What the exercise asks: In the records, each line holding "Ordering" must be reported.

[Stored data entries]
§ §

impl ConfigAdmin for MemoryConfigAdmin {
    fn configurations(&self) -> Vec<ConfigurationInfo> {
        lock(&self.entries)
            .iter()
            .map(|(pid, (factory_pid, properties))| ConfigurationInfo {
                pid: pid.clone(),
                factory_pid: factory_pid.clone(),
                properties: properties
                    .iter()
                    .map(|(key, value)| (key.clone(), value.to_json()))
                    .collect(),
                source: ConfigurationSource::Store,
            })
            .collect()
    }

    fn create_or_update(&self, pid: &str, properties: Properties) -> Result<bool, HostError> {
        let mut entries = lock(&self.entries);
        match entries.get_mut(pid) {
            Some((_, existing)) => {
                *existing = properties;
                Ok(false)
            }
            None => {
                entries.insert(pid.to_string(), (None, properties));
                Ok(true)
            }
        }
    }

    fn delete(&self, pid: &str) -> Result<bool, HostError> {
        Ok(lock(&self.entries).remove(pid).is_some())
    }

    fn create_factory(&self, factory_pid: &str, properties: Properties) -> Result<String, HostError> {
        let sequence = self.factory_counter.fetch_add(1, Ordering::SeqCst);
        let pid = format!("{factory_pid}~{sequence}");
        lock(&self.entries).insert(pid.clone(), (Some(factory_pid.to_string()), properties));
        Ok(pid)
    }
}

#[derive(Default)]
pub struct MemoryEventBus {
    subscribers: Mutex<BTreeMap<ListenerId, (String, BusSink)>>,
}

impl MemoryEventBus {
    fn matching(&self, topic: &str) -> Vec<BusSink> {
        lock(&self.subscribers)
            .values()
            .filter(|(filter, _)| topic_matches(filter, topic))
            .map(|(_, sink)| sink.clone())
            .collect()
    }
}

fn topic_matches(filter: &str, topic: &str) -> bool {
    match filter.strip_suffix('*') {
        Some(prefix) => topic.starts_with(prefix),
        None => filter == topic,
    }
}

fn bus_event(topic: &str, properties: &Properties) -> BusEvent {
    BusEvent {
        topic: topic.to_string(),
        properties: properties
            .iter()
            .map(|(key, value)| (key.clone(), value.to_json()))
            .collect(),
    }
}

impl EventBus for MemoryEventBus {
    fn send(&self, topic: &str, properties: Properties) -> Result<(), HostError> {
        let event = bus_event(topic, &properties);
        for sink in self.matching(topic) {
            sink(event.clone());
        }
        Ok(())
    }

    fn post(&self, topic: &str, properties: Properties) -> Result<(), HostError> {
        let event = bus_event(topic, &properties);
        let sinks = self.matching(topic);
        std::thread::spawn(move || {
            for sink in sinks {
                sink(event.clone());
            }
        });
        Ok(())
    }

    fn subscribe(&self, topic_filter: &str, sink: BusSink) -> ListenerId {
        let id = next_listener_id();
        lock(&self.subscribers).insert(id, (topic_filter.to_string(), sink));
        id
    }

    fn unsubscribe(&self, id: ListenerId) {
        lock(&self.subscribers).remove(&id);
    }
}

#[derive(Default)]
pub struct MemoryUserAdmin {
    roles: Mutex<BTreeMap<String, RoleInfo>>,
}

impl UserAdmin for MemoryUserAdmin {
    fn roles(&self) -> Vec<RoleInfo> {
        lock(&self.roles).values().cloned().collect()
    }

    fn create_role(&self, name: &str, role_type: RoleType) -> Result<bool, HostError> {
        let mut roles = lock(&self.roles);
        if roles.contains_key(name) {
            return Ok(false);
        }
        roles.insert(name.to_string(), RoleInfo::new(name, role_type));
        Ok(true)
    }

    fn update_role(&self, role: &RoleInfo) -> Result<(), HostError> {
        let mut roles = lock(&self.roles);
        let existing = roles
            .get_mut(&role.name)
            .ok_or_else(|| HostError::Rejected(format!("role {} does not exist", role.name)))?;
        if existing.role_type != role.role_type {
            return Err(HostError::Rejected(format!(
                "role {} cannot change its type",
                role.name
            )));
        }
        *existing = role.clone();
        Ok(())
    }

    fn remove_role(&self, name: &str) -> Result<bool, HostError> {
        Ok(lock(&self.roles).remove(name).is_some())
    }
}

§ §

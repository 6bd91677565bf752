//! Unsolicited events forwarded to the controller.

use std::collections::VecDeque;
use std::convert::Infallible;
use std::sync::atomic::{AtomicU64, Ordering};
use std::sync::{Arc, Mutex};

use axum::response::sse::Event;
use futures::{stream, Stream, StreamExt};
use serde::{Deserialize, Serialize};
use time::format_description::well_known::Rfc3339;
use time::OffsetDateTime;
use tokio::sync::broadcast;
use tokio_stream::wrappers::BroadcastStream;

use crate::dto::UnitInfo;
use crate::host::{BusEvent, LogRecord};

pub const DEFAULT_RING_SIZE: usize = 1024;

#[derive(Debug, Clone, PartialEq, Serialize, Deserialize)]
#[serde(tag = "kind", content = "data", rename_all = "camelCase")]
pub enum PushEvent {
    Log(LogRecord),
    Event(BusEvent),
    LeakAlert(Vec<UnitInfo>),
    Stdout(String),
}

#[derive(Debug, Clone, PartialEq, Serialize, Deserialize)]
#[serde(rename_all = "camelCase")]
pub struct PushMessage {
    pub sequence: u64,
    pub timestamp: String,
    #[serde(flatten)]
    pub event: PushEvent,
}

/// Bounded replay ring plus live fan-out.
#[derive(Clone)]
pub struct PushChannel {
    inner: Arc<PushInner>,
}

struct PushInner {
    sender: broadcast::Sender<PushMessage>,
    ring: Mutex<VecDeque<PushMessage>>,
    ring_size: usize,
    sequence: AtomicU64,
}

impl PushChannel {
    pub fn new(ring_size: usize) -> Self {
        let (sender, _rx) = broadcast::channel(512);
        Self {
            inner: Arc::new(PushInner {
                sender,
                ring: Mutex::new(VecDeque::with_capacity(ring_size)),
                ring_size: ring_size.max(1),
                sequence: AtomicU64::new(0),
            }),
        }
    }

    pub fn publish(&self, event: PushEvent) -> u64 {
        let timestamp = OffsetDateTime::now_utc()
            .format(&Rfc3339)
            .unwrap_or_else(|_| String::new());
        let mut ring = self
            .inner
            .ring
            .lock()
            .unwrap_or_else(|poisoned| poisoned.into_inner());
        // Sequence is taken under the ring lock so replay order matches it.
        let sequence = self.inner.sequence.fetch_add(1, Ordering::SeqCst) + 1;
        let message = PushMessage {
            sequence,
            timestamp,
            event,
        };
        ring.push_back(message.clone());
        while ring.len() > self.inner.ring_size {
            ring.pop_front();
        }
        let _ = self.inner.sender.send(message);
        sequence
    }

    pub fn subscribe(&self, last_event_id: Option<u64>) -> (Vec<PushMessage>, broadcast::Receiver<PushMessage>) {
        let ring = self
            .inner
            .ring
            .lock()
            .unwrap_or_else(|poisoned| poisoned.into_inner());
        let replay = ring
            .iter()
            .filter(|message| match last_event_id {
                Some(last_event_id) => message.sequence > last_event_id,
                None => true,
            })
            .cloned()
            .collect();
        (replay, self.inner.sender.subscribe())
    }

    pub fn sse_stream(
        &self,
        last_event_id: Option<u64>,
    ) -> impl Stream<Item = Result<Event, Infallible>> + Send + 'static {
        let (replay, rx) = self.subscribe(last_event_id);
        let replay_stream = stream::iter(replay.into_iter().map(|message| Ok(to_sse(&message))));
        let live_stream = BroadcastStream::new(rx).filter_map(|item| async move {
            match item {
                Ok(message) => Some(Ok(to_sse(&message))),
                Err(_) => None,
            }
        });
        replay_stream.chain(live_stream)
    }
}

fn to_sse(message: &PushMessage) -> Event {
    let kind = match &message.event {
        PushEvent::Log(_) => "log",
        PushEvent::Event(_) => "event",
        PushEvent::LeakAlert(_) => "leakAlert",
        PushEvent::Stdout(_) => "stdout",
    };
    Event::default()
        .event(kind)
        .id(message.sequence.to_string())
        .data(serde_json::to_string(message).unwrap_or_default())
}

§ §

Response:
        let sequence = self.factory_counter.fetch_add(1, Ordering::SeqCst);
use std::sync::atomic::{AtomicU64, Ordering};
        let sequence = self.inner.sequence.fetch_add(1, Ordering::SeqCst) + 1;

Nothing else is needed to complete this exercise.